Inside the Beautik perfumery on Calea Dorobanților, there is a corner of Bucharest that few people know about and even fewer forget after seeing it. The Perfume Museum impresses differently than you might expect — through density, through stories, through the weight of time concentrated in a few dozen square metres. Over 3,000 perfume bottles, each with its own history, collected over decades by Val Iacob, the owner of both the collection and the perfumery that houses it. 

The man behind the collection

Val Iacob holds, in total, over 20,000 objects related to the history and evolution of perfume. What is on display represents only a portion of these — a selection designed to illustrate as fully as possible the journey of perfume across centuries, from simple pharmacy bottles to the flacon as a work of art. "I started from the idea that nobody escapes the encounter with the smells around them," says Iacob. His passion is that of someone trying to preserve an olfactory history that risks being lost, rather than simply a collector drawn to beautiful objects.

What you find in the collection

The centrepiece of the museum is a Lubin eau de toilette from 1825, kept in its original pharmacy bottle alongside its original box. Since the moment it was created, the world has changed beyond recognition: Romania gained its independence, two world wars were fought, the first aeroplanes took flight. The perfume remained intact. The person from whom Iacob acquired it had never managed to open it — which likely contributed to preserving the liquid inside. The perfume is so rare that Gilles Lubin, the current head of the French brand, had never seen it until a visit to Romania.

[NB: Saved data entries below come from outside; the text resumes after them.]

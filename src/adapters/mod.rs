//! Adapter interfaces for external systems.
//!
//! Two collaborators sit outside the crate:
//! - the video catalog (YouTube Data API), read page by page
//! - the transcription/embedding worker, which turns a video into text
//!   and vectors

pub mod worker;
pub mod youtube;

use std::collections::HashMap;

use anyhow::Result;
use async_trait::async_trait;
use thiserror::Error;

use crate::domain::{PlaylistEntry, Transcript};

// Re-export the concrete adapters
pub use worker::WorkerClient;
pub use youtube::YouTubeClient;

/// Maximum number of video ids per duration lookup
pub const DURATION_BATCH_LIMIT: usize = 50;

/// Largest page the catalog will return in one listing call
pub const MAX_PAGE_SIZE: u32 = 50;

/// Errors raised by the catalog collaborator or by paging over it
#[derive(Debug, Error)]
pub enum CatalogError {
    #[error("Catalog resource not found: {0}")]
    NotFound(String),

    #[error("Catalog rate limit reached: {0}")]
    RateLimited(String),

    #[error("No continuation token known for page {page}")]
    MissingToken { page: u32 },

    #[error("Page numbers start at 1, got {0}")]
    InvalidPage(u32),

    #[error("No catalog loaded; fetch the uploads metadata first")]
    NotBootstrapped,

    #[error("Duration lookup for {count} ids exceeds the limit of {limit}")]
    BatchTooLarge { count: usize, limit: usize },

    #[error("Catalog API error: {0}")]
    Api(String),

    #[error(transparent)]
    Transport(#[from] anyhow::Error),
}

/// Playlist-level metadata
#[derive(Debug, Clone, Default, PartialEq, Eq)]
pub struct PlaylistDetails {
    pub title: Option<String>,
    pub item_count: u64,
}

/// One listing call's worth of playlist entries
#[derive(Debug, Clone, Default, PartialEq, Eq)]
pub struct PlaylistItemsPage {
    pub entries: Vec<PlaylistEntry>,

    /// Opaque cursor for the following page, absent on the last page
    pub next_token: Option<String>,
}

/// Token-paginated, rate-limited video catalog
#[async_trait]
pub trait CatalogSource: Send + Sync {
    /// Human-readable source name
    fn name(&self) -> &str;

    /// Resolve a channel handle (`@name`) to its uploads playlist id
    async fn uploads_playlist_id(&self, channel_handle: &str) -> Result<String, CatalogError>;

    /// Title and total item count of a playlist
    async fn playlist_details(&self, playlist_id: &str) -> Result<PlaylistDetails, CatalogError>;

    /// List up to `max_results` entries starting at `page_token`
    async fn list_playlist_items(
        &self,
        playlist_id: &str,
        page_token: Option<&str>,
        max_results: u32,
    ) -> Result<PlaylistItemsPage, CatalogError>;

    /// ISO-8601 durations keyed by video id, at most
    /// [`DURATION_BATCH_LIMIT`] ids per call
    async fn video_durations(
        &self,
        video_ids: &[String],
    ) -> Result<HashMap<String, String>, CatalogError>;
}

/// Transcription and embedding worker
#[async_trait]
pub trait TranscriptionPipeline: Send + Sync {
    /// Human-readable pipeline name
    fn name(&self) -> &str;

    /// Produce a transcript for a catalog video
    async fn transcribe(&self, youtube_id: &str) -> Result<Transcript>;

    /// Embed an already stored transcript
    async fn embed(&self, video_id: &str, content: &str) -> Result<()>;
}
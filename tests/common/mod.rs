//! Shared fakes for integration tests.

#![allow(dead_code)]

use std::collections::{HashMap, HashSet};
use std::sync::atomic::{AtomicUsize, Ordering};
use std::sync::{Arc, Mutex};

use async_trait::async_trait;

use vidscribe::adapters::{CatalogError, CatalogSource, PlaylistDetails, PlaylistItemsPage, TranscriptionPipeline};
use vidscribe::core::{Service, Store};
use vidscribe::domain::{CatalogItem, PlaylistEntry, QuotaDefaults, Transcript, TranscriptSegment};

/// In-memory playlist whose tokens encode the next offset
pub struct PagedCatalog {
    pub minutes: Vec<u32>,
    pub listings: AtomicUsize,
    pub duration_lookups: AtomicUsize,
}

impl PagedCatalog {
    /// `count` videos, each `minutes` long
    pub fn uniform(count: usize, minutes: u32) -> Self {
        Self::with_minutes(vec![minutes; count])
    }

    pub fn with_minutes(minutes: Vec<u32>) -> Self {
        Self {
            minutes,
            listings: AtomicUsize::new(0),
            duration_lookups: AtomicUsize::new(0),
        }
    }

    pub fn listings(&self) -> usize {
        self.listings.load(Ordering::SeqCst)
    }

    pub fn video_id(index: usize) -> String {
        format!("vid{:04}", index)
    }
}

#[async_trait]
impl CatalogSource for PagedCatalog {
    fn name(&self) -> &str {
        "paged"
    }

    async fn uploads_playlist_id(&self, handle: &str) -> Result<String, CatalogError> {
        Ok(format!("UU{}", handle.trim_start_matches('@')))
    }

    async fn playlist_details(&self, _playlist_id: &str) -> Result<PlaylistDetails, CatalogError> {
        Ok(PlaylistDetails {
            title: Some("Uploads".to_string()),
            item_count: self.minutes.len() as u64,
        })
    }

    async fn list_playlist_items(
        &self,
        _playlist_id: &str,
        page_token: Option<&str>,
        max_results: u32,
    ) -> Result<PlaylistItemsPage, CatalogError> {
        self.listings.fetch_add(1, Ordering::SeqCst);

        let offset = match page_token {
            None => 0,
            Some(token) => token
                .strip_prefix("offset:")
                .and_then(|n| n.parse::<usize>().ok())
                .ok_or_else(|| CatalogError::Api(format!("bad token {}", token)))?,
        };
        let end = (offset + max_results as usize).min(self.minutes.len());

        let entries = (offset..end)
            .map(|i| PlaylistEntry {
                video_id: Self::video_id(i),
                title: format!("Video {}", i),
                description: String::new(),
                thumbnail_url: None,
            })
            .collect();

        Ok(PlaylistItemsPage {
            entries,
            next_token: (end < self.minutes.len()).then(|| format!("offset:{}", end)),
        })
    }

    async fn video_durations(
        &self,
        video_ids: &[String],
    ) -> Result<HashMap<String, String>, CatalogError> {
        self.duration_lookups.fetch_add(1, Ordering::SeqCst);

        Ok(video_ids
            .iter()
            .filter_map(|id| {
                let index: usize = id.strip_prefix("vid")?.parse().ok()?;
                let minutes = *self.minutes.get(index)?;
                Some((id.clone(), format!("PT{}M", minutes)))
            })
            .collect())
    }
}

/// Pipeline that fails for chosen ids and counts calls
#[derive(Default)]
pub struct ScriptedPipeline {
    pub failing_transcripts: Mutex<HashSet<String>>,
    pub failing_embeds: Mutex<HashSet<String>>,
    pub transcribe_calls: AtomicUsize,
    pub embed_calls: AtomicUsize,
}

impl ScriptedPipeline {
    pub fn fail_transcript(&self, youtube_id: &str) {
        self.failing_transcripts.lock().unwrap().insert(youtube_id.to_string());
    }

    pub fn heal_transcript(&self, youtube_id: &str) {
        self.failing_transcripts.lock().unwrap().remove(youtube_id);
    }

    pub fn fail_embed(&self, video_id: &str) {
        self.failing_embeds.lock().unwrap().insert(video_id.to_string());
    }

    pub fn heal_embed(&self, video_id: &str) {
        self.failing_embeds.lock().unwrap().remove(video_id);
    }

    pub fn transcribe_calls(&self) -> usize {
        self.transcribe_calls.load(Ordering::SeqCst)
    }

    pub fn embed_calls(&self) -> usize {
        self.embed_calls.load(Ordering::SeqCst)
    }
}

#[async_trait]
impl TranscriptionPipeline for ScriptedPipeline {
    fn name(&self) -> &str {
        "scripted"
    }

    async fn transcribe(&self, youtube_id: &str) -> anyhow::Result<Transcript> {
        self.transcribe_calls.fetch_add(1, Ordering::SeqCst);
        if self.failing_transcripts.lock().unwrap().contains(youtube_id) {
            anyhow::bail!("no captions for {}", youtube_id);
        }

        Ok(Transcript {
            text: format!("first words second words of {}", youtube_id),
            segments: vec![
                TranscriptSegment {
                    timestamp_in_seconds: 0,
                    text: "first words".to_string(),
                },
                TranscriptSegment {
                    timestamp_in_seconds: 30,
                    text: format!("second words of {}", youtube_id),
                },
            ],
        })
    }

    async fn embed(&self, video_id: &str, _content: &str) -> anyhow::Result<()> {
        self.embed_calls.fetch_add(1, Ordering::SeqCst);
        if self.failing_embeds.lock().unwrap().contains(video_id) {
            anyhow::bail!("embedding service unavailable");
        }
        Ok(())
    }
}

pub struct Harness {
    pub service: Service,
    pub catalog: Arc<PagedCatalog>,
    pub pipeline: Arc<ScriptedPipeline>,
}

/// Service over an in-memory store with default quotas
pub fn harness(catalog: PagedCatalog, page_size: u32) -> Harness {
    let catalog = Arc::new(catalog);
    let pipeline = Arc::new(ScriptedPipeline::default());
    let service = Service::new(
        catalog.clone(),
        pipeline.clone(),
        Store::open_in_memory().unwrap(),
        QuotaDefaults::default(),
        page_size,
    );

    Harness {
        service,
        catalog,
        pipeline,
    }
}

pub fn item(video_id: &str, minutes: u32) -> CatalogItem {
    CatalogItem {
        video_id: video_id.to_string(),
        title: format!("Video {}", video_id),
        description: String::new(),
        thumbnail_url: None,
        duration_in_minutes: minutes,
    }
}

Another key exhibit is the perfume "Mon Boudoir" by the House of Houbigant — the favourite of Queen Marie of Romania, withdrawn from production in 1938 upon her death, as a mark of respect for the woman considered at the time "the most beautiful queen in Europe." In September 2019, Val Iacob convinced Houbigant to reproduce this perfume, exactly 100 years after its original launch.

The collection also includes fragrances associated with celebrated historical figures: "Le Vainqueur" by the House of Rancé, worn by Napoleon Bonaparte and still produced today according to the original recipe, and Gin Fizz, created in 1955 for Grace Kelly, whose scent closely resembles a gin and tonic.

Romania and European perfumery

Few people know that, roughly a hundred years ago, Romania was the second largest producer of perfumes in Europe, after France. This was the interwar period, when Bucharest was known as Little Paris and the great French houses — Coty, Guerlain, Lubin — had factories between the Carpathians and the Black Sea. The museum illustrates this connection through exceptional pieces that reached Romania precisely because the country was, at that time, an important market for luxury perfumery.

A generous section of the collection is dedicated to Romanian brands: Bob, Eva, Adam, Miraj, Macul Roșu, Farmec. The bottles can no longer be smelled — but the visual impact is powerful for anyone who grew up with these products at home, and for younger visitors they offer a window into a local cosmetics industry that mainstream history rarely discusses.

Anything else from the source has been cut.